__Exercise brief__:
For the entries that follow, restate word for word the line containing "forever; nudge it.", the line containing "if self.bag_index <", and every line that lies between them.

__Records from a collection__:
-------
//! Serializable views of the simulation state.
//!
//! These are what event payloads and read accessors hand out; they never
//! borrow from the live state.

use serde::{Deserialize, Serialize};

use crate::falling::FallingPiece;
use crate::types::{PieceKind, Rotation};

/// Full field contents, row-major from the top; 0 = empty, otherwise the piece code
#[derive(Debug, Clone, PartialEq, Eq, Serialize, Deserialize)]
pub struct FieldSnapshot {
    pub width: usize,
    pub height: usize,
    pub cells: Vec<Vec<u8>>,
}

#[derive(Debug, Clone, Copy, PartialEq, Eq, Hash, Serialize, Deserialize)]
pub struct FallingPieceSnapshot {
    pub piece: Option<PieceKind>,
    pub x: i32,
    pub y: i32,
    pub rotation: Rotation,
    pub fall_timer: i32,
}

impl From<&FallingPiece> for FallingPieceSnapshot {
    fn from(value: &FallingPiece) -> Self {
        Self {
            piece: value.piece,
            x: value.x,
            y: value.y,
            rotation: value.rotation,
            fall_timer: value.fall_timer,
        }
    }
}

#[derive(Debug, Clone, PartialEq, Eq, Serialize, Deserialize)]
pub struct GameSnapshot {
    pub field: FieldSnapshot,
    pub falling_piece: FallingPieceSnapshot,
    pub next_piece: PieceKind,
    pub hold_piece: Option<PieceKind>,
    pub hold_locked: bool,
    pub over: bool,
    pub lines_cleared: u64,
    pub pieces_locked: u64,
}

impl GameSnapshot {
    pub fn playable(&self) -> bool {
        !self.over
    }
}
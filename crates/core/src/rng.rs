//! RNG module - random bag piece generation
//!
//! Each bag holds one of each of the seven kinds, shuffled. Pieces are drawn
//! from the bag until it is empty, then a new bag is shuffled. Every kind
//! therefore appears exactly once per seven draws (aligned to bag boundaries),
//! and the longest possible gap between two pieces of the same kind is 12.
//!
//! Shuffling uses a small seeded LCG so a game can be replayed from its seed.

use crate::types::PieceKind;

/// Infinite, non-blocking supply of pieces
pub trait PieceSource: Send {
    fn next_piece(&mut self) -> PieceKind;
}

/// Simple LCG (Linear Congruential Generator) RNG
/// Uses constants from Numerical Recipes
#[derive(Debug, Clone)]
pub struct SimpleRng {
    state: u32,
}

impl SimpleRng {
    pub fn new(seed: u32) -> Self {
        // A zero state would stay at the increment forever; nudge it.
        let state = if seed == 0 { 1 } else { seed };
        Self { state }
    }

    pub fn next_u32(&mut self) -> u32 {
        self.state = self.state.wrapping_mul(1664525).wrapping_add(1013904223);
        self.state
    }

    /// Random value in `[0, max)`
    pub fn next_range(&mut self, max: u32) -> u32 {
        self.next_u32() % max
    }

    /// Fisher-Yates shuffle
    pub fn shuffle<T>(&mut self, slice: &mut [T]) {
        for i in (1..slice.len()).rev() {
            let j = self.next_range((i + 1) as u32) as usize;
            slice.swap(i, j);
        }
    }
}

/// 7-bag piece generator
#[derive(Debug, Clone)]
pub struct RandomBagGenerator {
    bag: [PieceKind; 7],
    /// Index of the next piece to draw; 7 means the bag is spent
    bag_index: usize,
    rng: SimpleRng,
}

impl RandomBagGenerator {
    pub fn new(seed: u32) -> Self {
        let mut generator = Self {
            bag: PieceKind::ALL,
            bag_index: 0,
            rng: SimpleRng::new(seed),
        };
        generator.refill_bag();
        generator
    }

    fn refill_bag(&mut self) {
        self.bag = PieceKind::ALL;
        self.rng.shuffle(&mut self.bag);
        self.bag_index = 0;
    }

    /// The piece the next draw will return
    pub fn peek(&self) -> PieceKind {
        if self.bag_index < self.bag.len() {
            return self.bag[self.bag_index];
        }
        let mut preview = self.clone();
        preview.refill_bag();
        preview.bag[0]
    }

    /// Pieces left in the current bag
    pub fn remaining(&self) -> &[PieceKind] {
        &self.bag[self.bag_index..]
    }

    pub fn draw(&mut self) -> PieceKind {
        if self.bag_index >= self.bag.len() {
            self.refill_bag();
        }
        let piece = self.bag[self.bag_index];
        self.bag_index += 1;
        piece
    }
}

impl PieceSource for RandomBagGenerator {
    fn next_piece(&mut self) -> PieceKind {
        self.draw()
    }
}

/// Repeats a fixed sequence of pieces forever
///
/// Useful for replays and for setting up exact scenarios.
#[derive(Debug, Clone)]
pub struct SequenceSource {
    pieces: Vec<PieceKind>,
    index: usize,
}

impl SequenceSource {
    /// # Panics
    ///
    /// Panics if `pieces` is empty.
    pub fn new(pieces: Vec<PieceKind>) -> Self {
        assert!(!pieces.is_empty(), "sequence needs at least one piece");
        Self { pieces, index: 0 }
    }
}

impl PieceSource for SequenceSource {
    fn next_piece(&mut self) -> PieceKind {
        let piece = self.pieces[self.index];
        self.index = (self.index + 1) % self.pieces.len();
        piece
    }
}

impl Default for RandomBagGenerator {
    fn default() -> Self {
        Self::new(1)
    }
}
-------
__Worked solution__:
        // A zero state would stay at the increment forever; nudge it.
        let state = if seed == 0 { 1 } else { seed };
        Self { state }
    }

    pub fn next_u32(&mut self) -> u32 {
        self.state = self.state.wrapping_mul(1664525).wrapping_add(1013904223);
        self.state
    }

    /// Random value in `[0, max)`
    pub fn next_range(&mut self, max: u32) -> u32 {
        self.next_u32() % max
    }

    /// Fisher-Yates shuffle
    pub fn shuffle<T>(&mut self, slice: &mut [T]) {
        for i in (1..slice.len()).rev() {
            let j = self.next_range((i + 1) as u32) as usize;
            slice.swap(i, j);
        }
    }
}

/// 7-bag piece generator
#[derive(Debug, Clone)]
pub struct RandomBagGenerator {
    bag: [PieceKind; 7],
    /// Index of the next piece to draw; 7 means the bag is spent
    bag_index: usize,
    rng: SimpleRng,
}

impl RandomBagGenerator {
    pub fn new(seed: u32) -> Self {
        let mut generator = Self {
            bag: PieceKind::ALL,
            bag_index: 0,
            rng: SimpleRng::new(seed),
        };
        generator.refill_bag();
        generator
    }

    fn refill_bag(&mut self) {
        self.bag = PieceKind::ALL;
        self.rng.shuffle(&mut self.bag);
        self.bag_index = 0;
    }

    /// The piece the next draw will return
    pub fn peek(&self) -> PieceKind {
        if self.bag_index < self.bag.len() {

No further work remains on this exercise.